What is required:
Below are the entries to work from; restate word for word the portion that opens with the line containing "Individual at an" and closes with the line containing "let _ = find_branches(graph, first, last, [first]);", keeping both.

-- Information given follows --

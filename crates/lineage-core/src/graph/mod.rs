//! The genealogy graph arena.
//!
//! # Overview
//!
//! [`GenealogyGraph`] owns every [`Individual`] and [`Family`] in
//! declaration order and indexes them by id. Entities never hold references
//! to each other: parents, spouses and children are ids, resolved through
//! [`GenealogyGraph::individual`] at query time. This matters because the
//! input declares relationships out of order and may point at ids that are
//! never declared at all; such dangling ids surface as [`LookupError`] when
//! a query follows them, not while the graph is built.
//!
//! The graph is built once by [`build`] and never mutated afterwards.
//!
//! ## Submodules
//!
//! - [`build`]: record stream to graph, including the second pass that
//!   resolves parent/child/spouse edges.

pub mod build;

use std::collections::HashMap;

use crate::error::ErrorCode;
use crate::model::{Family, Individual};

pub use build::{BuildError, build_graph};

/// A query named an id that the graph does not contain.
#[derive(Debug, Clone, PartialEq, Eq, thiserror::Error)]
pub enum LookupError {
    #[error("individual '{0}' not found")]
    UnknownIndividual(String),

    #[error("family '{0}' not found")]
    UnknownFamily(String),
}

impl LookupError {
    #[must_use]
    pub const fn error_code(&self) -> ErrorCode {
        match self {
            Self::UnknownIndividual(_) => ErrorCode::IndividualNotFound,
            Self::UnknownFamily(_) => ErrorCode::FamilyNotFound,
        }
    }
}

/// Read-only arena of individuals and families.
#[derive(Debug, Clone, Default)]
pub struct GenealogyGraph {
    individuals: Vec<Individual>,
    families: Vec<Family>,
    individual_index: HashMap<String, usize>,
    family_index: HashMap<String, usize>,
}

impl GenealogyGraph {
    /// Look up an individual, failing with a typed error.
    ///
    /// # Errors
    ///
    /// Returns [`LookupError::UnknownIndividual`] if `id` was never declared.
    pub fn individual(&self, id: &str) -> Result<&Individual, LookupError> {
        self.get_individual(id)
            .ok_or_else(|| LookupError::UnknownIndividual(id.to_string()))
    }

    /// Look up a family, failing with a typed error.
    ///
    /// # Errors
    ///
    /// Returns [`LookupError::UnknownFamily`] if `id` was never declared.
    pub fn family(&self, id: &str) -> Result<&Family, LookupError> {
        self.family_index
            .get(id)
            .map(|&idx| &self.families[idx])
            .ok_or_else(|| LookupError::UnknownFamily(id.to_string()))
    }

    #[must_use]
    pub fn get_individual(&self, id: &str) -> Option<&Individual> {
        self.individual_index.get(id).map(|&idx| &self.individuals[idx])
    }

    #[must_use]
    pub fn contains(&self, id: &str) -> bool {
        self.individual_index.contains_key(id)
    }

    /// Dense arena position of an individual, stable for the graph's life.
    ///
    /// Traversals use it to keep visited sets as bit vectors.
    #[must_use]
    pub fn index_of(&self, id: &str) -> Option<usize> {
        self.individual_index.get(id).copied()
    }

    /// Individual at an arena position returned by [`Self::index_of`].
    #[must_use]
    pub fn individual_at(&self, idx: usize) -> Option<&Individual> {
        self.individuals.get(idx)
    }

    /// Individuals in declaration order.
    pub fn individuals(&self) -> impl ExactSizeIterator<Item = &Individual> {
        self.individuals.iter()
    }

    /// Families in declaration order.
    pub fn families(&self) -> impl ExactSizeIterator<Item = &Family> {
        self.families.iter()
    }

    pub fn individual_ids(&self) -> impl ExactSizeIterator<Item = &str> {
        self.individuals.iter().map(|ind| ind.id.as_str())
    }

    /// Number of individuals.
    #[must_use]
    pub fn len(&self) -> usize {
        self.individuals.len()
    }

    #[must_use]
    pub fn is_empty(&self) -> bool {
        self.individuals.is_empty()
    }

    #[must_use]
    pub fn family_count(&self) -> usize {
        self.families.len()
    }
}
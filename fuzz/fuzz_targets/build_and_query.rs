#![no_main]

use libfuzzer_sys::fuzz_target;
use lineage_core::source::load_str;
use lineage_search::{DuplicateConfig, find_branches, find_top_k, find_unconnected};

fuzz_target!(|data: &str| {
    let Ok(loaded) = load_str(data) else {
        return;
    };
    let graph = &loaded.graph;
    let ids: Vec<&str> = graph.individual_ids().take(8).collect();

    if let (Some(first), Some(last)) = (ids.first(), ids.last()) {
        // Cycles and dangling children are errors, never panics.
        let _ = find_branches(graph, first, last, [first]);
        let unconnected = find_unconnected(graph, first, false).expect("root is declared");
        assert!(!unconnected.iter().any(|id| id.as_str() == *first));
    }

    let found = find_top_k(graph, &ids, 4, &DuplicateConfig::default()).expect("ids are declared");
    assert!(found.len() <= 4);
});
//! Human-typed name or id to a graph individual.
//!
//! Tried in order: exact id, case-insensitive exact name, then the closest
//! name by [`ratio`] over lowercased text. The closest match must score at
//! least `min_score`; ties go to the individual declared first.

use lineage_core::error::ErrorCode;
use lineage_core::{GenealogyGraph, Individual};
use serde::Serialize;
use tracing::debug;

use crate::similarity::ratio;

#[derive(Debug, Clone, PartialEq, Eq, thiserror::Error)]
pub enum ResolveError {
    #[error("empty name or id")]
    EmptyQuery,

    #[error("no individual matches '{query}'")]
    NoMatch {
        query: String,
        /// Closest name found and its score, when it fell below the minimum.
        closest: Option<(String, u8)>,
    },
}

impl ResolveError {
    #[must_use]
    pub const fn error_code(&self) -> ErrorCode {
        ErrorCode::NameNotResolved
    }
}

#[derive(Debug, Clone, Copy, PartialEq, Eq, Serialize)]
#[serde(rename_all = "snake_case")]
pub enum MatchKind {
    Id,
    ExactName,
    Closest,
}

#[derive(Debug, Clone, Copy)]
pub struct Resolved<'g> {
    pub individual: &'g Individual,
    pub kind: MatchKind,
    /// 100 for id and exact-name matches.
    pub score: u8,
}

/// Resolve `query` to one individual.
///
/// # Errors
///
/// [`ResolveError::EmptyQuery`] for a blank query, [`ResolveError::NoMatch`]
/// when nothing reaches `min_score`.
pub fn resolve_individual<'g>(
    graph: &'g GenealogyGraph,
    query: &str,
    min_score: u8,
) -> Result<Resolved<'g>, ResolveError> {
    let query = query.trim();
    if query.is_empty() {
        return Err(ResolveError::EmptyQuery);
    }

    if let Some(individual) = graph.get_individual(query) {
        return Ok(Resolved {
            individual,
            kind: MatchKind::Id,
            score: 100,
        });
    }

    let folded = query.to_lowercase();
    let mut best: Option<(&Individual, u8)> = None;
    for ind in graph.individuals() {
        let Some(name) = ind.name.as_deref() else {
            continue;
        };
        let name = name.to_lowercase();
        if name == folded {
            return Ok(Resolved {
                individual: ind,
                kind: MatchKind::ExactName,
                score: 100,
            });
        }
        let score = ratio(&folded, &name);
        if best.is_none_or(|(_, held)| score > held) {
            best = Some((ind, score));
        }
    }

    match best {
        Some((individual, score)) if score >= min_score => {
            debug!(query, id = %individual.id, score, "resolved by closest name");
            Ok(Resolved {
                individual,
                kind: MatchKind::Closest,
                score,
            })
        }
        other => Err(ResolveError::NoMatch {
            query: query.to_string(),
            closest: other.map(|(ind, score)| (ind.display_name().to_string(), score)),
        }),
    }
}
use std::fmt;

/// Machine-readable error codes shared by every lineage crate and the CLI.
#[derive(Debug, Clone, Copy, PartialEq, Eq, Hash)]
pub enum ErrorCode {
    InputUnreadable,
    ConfigParseError,
    IndividualNotFound,
    FamilyNotFound,
    NameNotResolved,
    DuplicateIndividual,
    DuplicateFamily,
    DuplicateParentFamily,
    DuplicateBirth,
    DescentCycle,
    InternalUnexpected,
}

impl ErrorCode {
    /// Stable code identifier (`E####`) for machine parsing.
    #[must_use]
    pub const fn code(self) -> &'static str {
        match self {
            Self::InputUnreadable => "E1001",
            Self::ConfigParseError => "E1002",
            Self::IndividualNotFound => "E2001",
            Self::FamilyNotFound => "E2002",
            Self::NameNotResolved => "E2003",
            Self::DuplicateIndividual => "E3001",
            Self::DuplicateFamily => "E3002",
            Self::DuplicateParentFamily => "E3003",
            Self::DuplicateBirth => "E3004",
            Self::DescentCycle => "E4001",
            Self::InternalUnexpected => "E9001",
        }
    }

    /// Short human-facing summary for logs and terminal output.
    #[must_use]
    pub const fn message(self) -> &'static str {
        match self {
            Self::InputUnreadable => "Input file could not be read",
            Self::ConfigParseError => "Config file parse error",
            Self::IndividualNotFound => "Individual not found",
            Self::FamilyNotFound => "Family not found",
            Self::NameNotResolved => "Name did not match any individual",
            Self::DuplicateIndividual => "Individual declared twice",
            Self::DuplicateFamily => "Family declared twice",
            Self::DuplicateParentFamily => "Individual has more than one parent family",
            Self::DuplicateBirth => "Individual has more than one birth block",
            Self::DescentCycle => "Descent cycle in input",
            Self::InternalUnexpected => "Internal unexpected error",
        }
    }

    /// Optional remediation hint that can be surfaced to operators.
    #[must_use]
    pub const fn hint(self) -> Option<&'static str> {
        match self {
            Self::InputUnreadable => Some("Check the path passed with --file and its permissions."),
            Self::ConfigParseError => Some("Fix syntax in lineage.toml and retry."),
            Self::IndividualNotFound | Self::FamilyNotFound => {
                Some("Use `lineage show` with a name to look up the right id.")
            }
            Self::NameNotResolved => Some("Try a longer name or pass the @I…@ id directly."),
            Self::DuplicateIndividual
            | Self::DuplicateFamily
            | Self::DuplicateParentFamily
            | Self::DuplicateBirth => {
                Some("Repair the record at the reported line in the GEDCOM export.")
            }
            Self::DescentCycle => {
                Some("An individual is listed as their own ancestor; fix the CHIL/FAMC links.")
            }
            Self::InternalUnexpected => Some("Retry once. If persistent, report a bug with logs."),
        }
    }
}

impl fmt::Display for ErrorCode {
    fn fmt(&self, f: &mut fmt::Formatter<'_>) -> fmt::Result {
        write!(f, "{}", self.code())
    }
}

-- Information given concluded --

Solution for this exercise:
    /// Individual at an arena position returned by [`Self::index_of`].
    #[must_use]
    pub fn individual_at(&self, idx: usize) -> Option<&Individual> {
        self.individuals.get(idx)
    }

    /// Individuals in declaration order.
    pub fn individuals(&self) -> impl ExactSizeIterator<Item = &Individual> {
        self.individuals.iter()
    }

    /// Families in declaration order.
    pub fn families(&self) -> impl ExactSizeIterator<Item = &Family> {
        self.families.iter()
    }

    pub fn individual_ids(&self) -> impl ExactSizeIterator<Item = &str> {
        self.individuals.iter().map(|ind| ind.id.as_str())
    }

    /// Number of individuals.
    #[must_use]
    pub fn len(&self) -> usize {
        self.individuals.len()
    }

    #[must_use]
    pub fn is_empty(&self) -> bool {
        self.individuals.is_empty()
    }

    #[must_use]
    pub fn family_count(&self) -> usize {
        self.families.len()
    }
}
filename fuzz/fuzz_targets/build_and_query.rs
#![no_main]

use libfuzzer_sys::fuzz_target;
use lineage_core::source::load_str;
use lineage_search::{DuplicateConfig, find_branches, find_top_k, find_unconnected};

fuzz_target!(|data: &str| {
    let Ok(loaded) = load_str(data) else {
        return;
    };
    let graph = &loaded.graph;
    let ids: Vec<&str> = graph.individual_ids().take(8).collect();

    if let (Some(first), Some(last)) = (ids.first(), ids.last()) {
        // Cycles and dangling children are errors, never panics.
        let _ = find_branches(graph, first, last, [first]);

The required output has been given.